Turn a cheap Android TV box into a lightweight Linux home server by flashing Armbian onto a TF card or USB drive.
Install Armbian permanently onto a TV box's internal eMMC storage so it boots Linux without removable media.
Run Docker containers on a budget ARM device after installing the Armbian system this project provides.
Requires identifying your device's exact chip model from the table, flashing the correct image to removable storage, and manually triggering boot from that media.

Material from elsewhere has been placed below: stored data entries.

//! 원장 도메인 모델
//!
//! 문서 저장소에 기록되는 레코드 타입들. 필드명은 저장 문서의
//! camelCase 키와 일치합니다.

use chrono::{DateTime, Utc};
use serde::{Deserialize, Serialize};

/// 보유 자산 항목
#[derive(Debug, Clone, PartialEq, Serialize, Deserialize)]
#[serde(rename_all = "camelCase")]
pub struct Holding {
    pub symbol: String,
    #[serde(default)]
    pub name: String,
    pub balance: f64,
    pub value: f64,
    pub allocation: f64,
    #[serde(default)]
    pub change_24h: f64,
}

/// 사용자 레코드
#[derive(Debug, Clone, Serialize, Deserialize)]
#[serde(rename_all = "camelCase")]
pub struct UserRecord {
    #[serde(default)]
    pub id: String,
    pub email: String,
    #[serde(default)]
    pub name: String,
    #[serde(default)]
    pub password: Option<String>,
    #[serde(default = "default_provider")]
    pub provider: String,
    #[serde(default)]
    pub firebase_uid: Option<String>,
    #[serde(default)]
    pub is_email_verified: bool,
    #[serde(default)]
    pub profile_picture: Option<String>,
    #[serde(default)]
    pub balance: f64,
    #[serde(default)]
    pub total_deposits: f64,
    #[serde(default)]
    pub total_withdrawals: f64,
    #[serde(default)]
    pub total_trades: f64,
    #[serde(rename = "todayPnL", default)]
    pub today_pnl: f64,
    #[serde(default)]
    pub today_gain: f64,
    #[serde(default)]
    pub holdings: Vec<Holding>,
    #[serde(default)]
    pub reset_token: Option<String>,
    #[serde(default)]
    pub reset_token_expiry: Option<DateTime<Utc>>,
    #[serde(default)]
    pub created_at: Option<DateTime<Utc>>,
    #[serde(default)]
    pub updated_at: Option<DateTime<Utc>>,
}

fn default_provider() -> String {
    "email".to_string()
}

/// 신규 사용자 입력
#[derive(Debug, Clone)]
pub struct NewUser {
    pub name: String,
    pub email: String,
    /// bcrypt 해시. OAuth 사용자는 None
    pub password_hash: Option<String>,
    pub provider: String,
    pub firebase_uid: Option<String>,
    pub profile_picture: Option<String>,
    pub is_email_verified: bool,
}

/// 거래 종류
#[derive(Debug, Clone, Copy, PartialEq, Eq, Serialize, Deserialize)]
#[serde(rename_all = "lowercase")]
pub enum TransactionType {
    Deposit,
    Withdrawal,
    Trade,
}

impl std::fmt::Display for TransactionType {
    fn fmt(&self, f: &mut std::fmt::Formatter<'_>) -> std::fmt::Result {
        match self {
            TransactionType::Deposit => write!(f, "deposit"),
            TransactionType::Withdrawal => write!(f, "withdrawal"),
            TransactionType::Trade => write!(f, "trade"),
        }
    }
}

/// 거래 레코드 (생성 후 불변, append-only)
#[derive(Debug, Clone, Serialize, Deserialize)]
#[serde(rename_all = "camelCase")]
pub struct TransactionRecord {
    #[serde(default)]
    pub id: String,
    pub user_id: String,
    #[serde(rename = "type")]
    pub kind: TransactionType,
    pub amount: f64,
    pub status: String,
    #[serde(default)]
    pub description: String,
    #[serde(default)]
    pub crypto: Option<String>,
    #[serde(default)]
    pub wallet_address: Option<String>,
    pub created_at: DateTime<Utc>,
}

/// 거래 기록 입력
#[derive(Debug, Clone)]
pub struct NewTransaction {
    pub kind: TransactionType,
    pub amount: f64,
    /// 기본값 "completed"
    pub status: Option<String>,
    pub description: Option<String>,
    pub crypto: Option<String>,
    pub wallet_address: Option<String>,
}

/// 출금 상태
#[derive(Debug, Clone, Copy, PartialEq, Eq, Serialize, Deserialize)]
#[serde(rename_all = "lowercase")]
pub enum WithdrawalStatus {
    Pending,
    Processing,
    Completed,
    Failed,
    Cancelled,
}

impl WithdrawalStatus {
    /// 상태 문자열 파싱. 다섯 가지 상태 외에는 None
    pub fn parse(raw: &str) -> Option<Self> {
        match raw {
            "pending" => Some(WithdrawalStatus::Pending),
            "processing" => Some(WithdrawalStatus::Processing),
            "completed" => Some(WithdrawalStatus::Completed),
            "failed" => Some(WithdrawalStatus::Failed),
            "cancelled" => Some(WithdrawalStatus::Cancelled),
            _ => None,
        }
    }

    pub fn as_str(&self) -> &'static str {
        match self {
            WithdrawalStatus::Pending => "pending",
            WithdrawalStatus::Processing => "processing",
            WithdrawalStatus::Completed => "completed",
            WithdrawalStatus::Failed => "failed",
            WithdrawalStatus::Cancelled => "cancelled",
        }
    }
}

impl std::fmt::Display for WithdrawalStatus {
    fn fmt(&self, f: &mut std::fmt::Formatter<'_>) -> std::fmt::Result {
        write!(f, "{}", self.as_str())
    }
}

/// 출금 요청 레코드
#[derive(Debug, Clone, Serialize, Deserialize)]
#[serde(rename_all = "camelCase")]
pub struct WithdrawalRecord {
    #[serde(default)]
    pub id: String,
    pub user_id: String,
    pub amount: f64,
    pub wallet_address: String,
    pub status: WithdrawalStatus,
    #[serde(default)]
    pub transaction_id: Option<String>,
    pub created_at: DateTime<Utc>,
    pub updated_at: DateTime<Utc>,
    #[serde(default)]
    pub processed_at: Option<DateTime<Utc>>,
}

/// 입금 레코드 (append-only, 생성 시점에 completed로 확정)
#[derive(Debug, Clone, Serialize, Deserialize)]
#[serde(rename_all = "camelCase")]
pub struct DepositRecord {
    #[serde(default)]
    pub id: String,
    pub user_id: String,
    pub amount: f64,
    pub crypto: String,
    #[serde(default)]
    pub tx_hash: Option<String>,
    #[serde(default)]
    pub wallet_address: Option<String>,
    pub status: String,
    pub created_at: DateTime<Utc>,
}

/// 대시보드 집계
#[derive(Debug, Clone, Serialize)]
#[serde(rename_all = "camelCase")]
pub struct DashboardData {
    pub account_balance: f64,
    #[serde(rename = "todayPnL")]
    pub today_pnl: f64,
    pub today_gain: f64,
    /// accountBalance + todayPnL
    pub balance_report: f64,
    pub total_deposits: f64,
    pub total_withdrawals: f64,
    pub total_trades: f64,
    pub holdings: Vec<Holding>,
}

/// 문의 레코드
#[derive(Debug, Clone, Serialize, Deserialize)]
#[serde(rename_all = "camelCase")]
pub struct ContactRecord {
    #[serde(default)]
    pub id: String,
    pub name: String,
    pub email: String,
    pub message: String,
    pub created_at: DateTime<Utc>,
}

#[cfg(test)]
mod tests {
    use super::*;

    #[test]
    fn test_withdrawal_status_parse() {
        assert_eq!(
            WithdrawalStatus::parse("pending"),
            Some(WithdrawalStatus::Pending)
        );
        assert_eq!(
            WithdrawalStatus::parse("cancelled"),
            Some(WithdrawalStatus::Cancelled)
        );
        assert_eq!(WithdrawalStatus::parse("refunded"), None);
        assert_eq!(WithdrawalStatus::parse("PENDING"), None);
    }

    #[test]
    fn test_record_field_names() {
        let record = TransactionRecord {
            id: "t1".to_string(),
            user_id: "u1".to_string(),
            kind: TransactionType::Deposit,
            amount: 50.0,
            status: "completed".to_string(),
            description: String::new(),
            crypto: None,
            wallet_address: None,
            created_at: Utc::now(),
        };
        let value = serde_json::to_value(&record).unwrap();
        assert_eq!(value["userId"], "u1");
        assert_eq!(value["type"], "deposit");
        assert!(value.get("createdAt").is_some());
    }

    #[test]
    fn test_user_defaults_on_partial_document() {
        // 마이그레이션 전의 빈약한 문서도 기본값으로 읽혀야 함
        let user: UserRecord =
            serde_json::from_value(serde_json::json!({"email": "a@b.c", "name": "A"})).unwrap();
        assert_eq!(user.balance, 0.0);
        assert_eq!(user.provider, "email");
        assert!(user.holdings.is_empty());
        assert!(user.reset_token.is_none());
    }
}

This repository provides a way to run Armbian, a lightweight Linux system based on Debian/Ubuntu, on a wide range of inexpensive ARM-based devices including Android TV boxes, set-top boxes, and single-board computers. The project extends Armbian's official support to many devices that the main Armbian project does not cover, particularly cheap TV boxes from brands like X96, Beelink, H96, and others. The practical use case is straightforward: you have an old or inexpensive Android TV box, and instead of using it as a TV box, you install Armbian and turn it into a small Linux server. The installation can go onto a TF card, SD card, USB drive, or the device's built-in eMMC storage. The project covers three processor (chip) families: Amlogic, Rockchip, and Allwinner, each of which is used in many different budget ARM devices. The README contains a large table mapping specific chip models (such as s905x3, rk3588, and h6) to the devices that use them and the kernel versions supported. Dozens of specific device models are listed. Beyond installing the system, the project provides management commands for tasks like writing the image to internal eMMC storage and updating the kernel. The default login is root with the password 1234 over SSH on port 22, with the IP address obtained from your router. A Docker image is also available with a static network configuration. The full README is longer than what was shown.